Mortality and risk of cardiac complications among immediate survivors of accidental electric shock: a Danish nationwide cohort study.

Published in: BMJ Open 2017; 7 (8): e015967

Aim of study (acc. to author)

A nationwide cohort study was conducted in Denmark to investigate whether electric shock patients have an increased risk of developing cardiac disease, cardiac arrhythmias or death compared with the general population.

Endpoint/type of risk estimation

Exposure

Assessment

Population

  • Group:
    • men
    • women
  • Observation period: 1994 - 2011, follow-up until 2012
  • Study location: Denmark

Case group

  • Characteristics: patients with diagnosis of electric shock from emergency ward, hospital admission or electric shock as cause of death
  • Data source: Danish Civil Registration System, Danish National Patient Registry and Danish Register of Causes of Death
  • Exclusion criteria: struck by lightning, dead at hospital arrival

Control group

  • Selection:
    • population-based
  • Matching:
    • sex
    • age
    • case:control = 1:5

Study size

Cases Controls
Total 11,462 57,310
Statistical analysis method:
  • Kaplan-Meier estimation
  • negative binomial regression

Conclusion (acc. to author)

The 5-year cumulative incidence of death was 0.47% (CI 0.29%-0.65%) for emergency ward patients and 1.04% (CI 0.71%-1.37%) for admitted patients.

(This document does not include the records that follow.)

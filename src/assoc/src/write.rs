//! The five contractual result emitters. Column order is part of the file
//! contract; label order always comes from the configuration enumerator, so
//! it matches the association phase exactly.

use std::path::Path;

use anyhow::Result;
use cohort::Catalogues;
use cismeta_io::write::{output_path, GzWriter, SEPARATOR};
use log::info;
use parser::BfFamily;
use stats::config;

fn fmt(x: f64) -> String {
    format!("{x:.6e}")
}

/// `<prefix>_sumstats_<subgroup>.txt.gz`, one file per subgroup.
pub fn sumstats(prefix: &Path, cat: &Catalogues) -> Result<()> {
    for (s, subgroup) in cat.subgroups.iter().enumerate() {
        let path = output_path(prefix, &format!("sumstats_{subgroup}"));
        let mut writer = GzWriter::new(&path)?;
        writer.write_line(&["ftr", "snp", "maf", "n", "betahat", "sebetahat", "sigmahat", "betaPval", "pve"]
            .join(SEPARATOR))?;

        for ftr in &cat.features {
            for pair in &ftr.pair_results {
                let stats = &pair.stats[s];
                if stats.n == 0 {
                    continue
                }
                let snp = cat.snp(pair.snp);
                writer.write_line(&[
                    ftr.name.clone(),
                    snp.name.clone(),
                    fmt(snp.mafs[s]),
                    stats.n.to_string(),
                    fmt(stats.betahat),
                    fmt(stats.sebetahat),
                    fmt(stats.sigmahat),
                    fmt(stats.pval),
                    fmt(stats.pve),
                ].join(SEPARATOR))?;
            }
        }
        writer.finish()?;
        info!("Wrote '{}'", path.display());
    }
    Ok(())
}

/// `<prefix>_permPval_<subgroup>.txt.gz`. Every feature appears, including
/// the ones without any cis-SNP.
pub fn sep_perm_pvals(prefix: &Path, cat: &Catalogues) -> Result<()> {
    for (s, subgroup) in cat.subgroups.iter().enumerate() {
        let path = output_path(prefix, &format!("permPval_{subgroup}"));
        let mut writer = GzWriter::new(&path)?;
        writer.write_line(&["ftr", "nbSnps", "permPval", "nbPerms"].join(SEPARATOR))?;

        for ftr in &cat.features {
            writer.write_line(&[
                ftr.name.clone(),
                ftr.cis_snps.len().to_string(),
                fmt(ftr.perm_pval_sep[s]),
                ftr.nb_perms_sep[s].to_string(),
            ].join(SEPARATOR))?;
        }
        writer.finish()?;
        info!("Wrote '{}'", path.display());
    }
    Ok(())
}

/// `<prefix>_abfs_unweighted.txt.gz`: one row per (feature, SNP,
/// configuration), the `const` family first, grid values in row order.
pub fn abfs_unweighted(prefix: &Path, cat: &Catalogues, grid_len: usize) -> Result<()> {
    let path = output_path(prefix, "abfs_unweighted");
    let mut writer = GzWriter::new(&path)?;

    let mut header = vec!["ftr".to_string(), "snp".to_string(), "config".to_string()];
    header.extend((1..=grid_len).map(|k| format!("ABFgrid{k}")));
    writer.write_line(&header.join(SEPARATOR))?;

    for ftr in &cat.features {
        for pair in &ftr.pair_results {
            let snp = cat.snp(pair.snp);
            for (label, values) in &pair.unweighted_abfs {
                let mut row = vec![ftr.name.clone(), snp.name.clone(), label.clone()];
                row.extend(values.iter().map(|&v| fmt(v)));
                writer.write_line(&row.join(SEPARATOR))?;
            }
        }
    }
    writer.finish()?;
    info!("Wrote '{}'", path.display());
    Ok(())
}

/// `<prefix>_abfs_weighted.txt.gz`: the grid-averaged ABF of every
/// configuration, one row per (feature, SNP).
pub fn abfs_weighted(prefix: &Path, cat: &Catalogues, bfs: BfFamily) -> Result<()> {
    let path = output_path(prefix, "abfs_weighted");
    let mut writer = GzWriter::new(&path)?;

    let labels: Vec<String> = match bfs {
        BfFamily::Const  => Vec::new(),
        BfFamily::Subset => config::singletons(cat.nb_subgroups()).map(|c| c.label).collect(),
        BfFamily::All    => config::proper_subsets(cat.nb_subgroups()).map(|c| c.label).collect(),
    };

    let mut header = vec!["ftr", "snp", "nb.subgroups", "nb.samples", "abf.const", "abf.const.fix", "abf.const.maxh"]
        .into_iter().map(String::from).collect::<Vec<String>>();
    header.extend(labels.iter().map(|label| format!("abf.{label}")));
    writer.write_line(&header.join(SEPARATOR))?;

    for ftr in &cat.features {
        for pair in &ftr.pair_results {
            let snp = cat.snp(pair.snp);
            let weighted = |label: &str| {
                pair.weighted_abfs.get(label).copied().unwrap_or(f64::NAN)
            };
            let mut row = vec![
                ftr.name.clone(),
                snp.name.clone(),
                pair.nb_subgroups_with_data().to_string(),
                pair.nb_samples().to_string(),
                fmt(weighted("const")),
                fmt(weighted("const-fix")),
                fmt(weighted("const-maxh")),
            ];
            row.extend(labels.iter().map(|label| fmt(weighted(label))));
            writer.write_line(&row.join(SEPARATOR))?;
        }
    }
    writer.finish()?;
    info!("Wrote '{}'", path.display());
    Ok(())
}

/// `<prefix>_jointPermPvals.txt.gz`. Every feature appears.
pub fn joint_perm_pvals(prefix: &Path, cat: &Catalogues) -> Result<()> {
    let path = output_path(prefix, "jointPermPvals");
    let mut writer = GzWriter::new(&path)?;
    writer.write_line(&["ftr", "nbSnps", "jointPermPval", "nbPerms", "maxL10TrueAbf"].join(SEPARATOR))?;

    for ftr in &cat.features {
        writer.write_line(&[
            ftr.name.clone(),
            ftr.cis_snps.len().to_string(),
            fmt(ftr.joint_perm_pval),
            ftr.nb_perms_joint.to_string(),
            fmt(ftr.max_l10_true_abf),
        ].join(SEPARATOR))?;
    }
    writer.finish()?;
    info!("Wrote '{}'", path.display());
    Ok(())
}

No difference in 5-year survival was observed compared with matched controls. Cardiac procedures (e.g., pacemaker implantation), arrhythmia or cardiac diseases following electric shock were very rare within 30 days as well as from 31 to 365 days. Fewer than four patients received a pacemaker within 30 days.
The authors conclude that the study did not demonstrate an increase in mortality among patients seen at hospitals after accidental electric shock compared with the general population. Cardiac procedures and diseases following electric shock were very rare. The authors suggest that nearly all patients can be discharged safely from the emergency room after electric shock without further observation.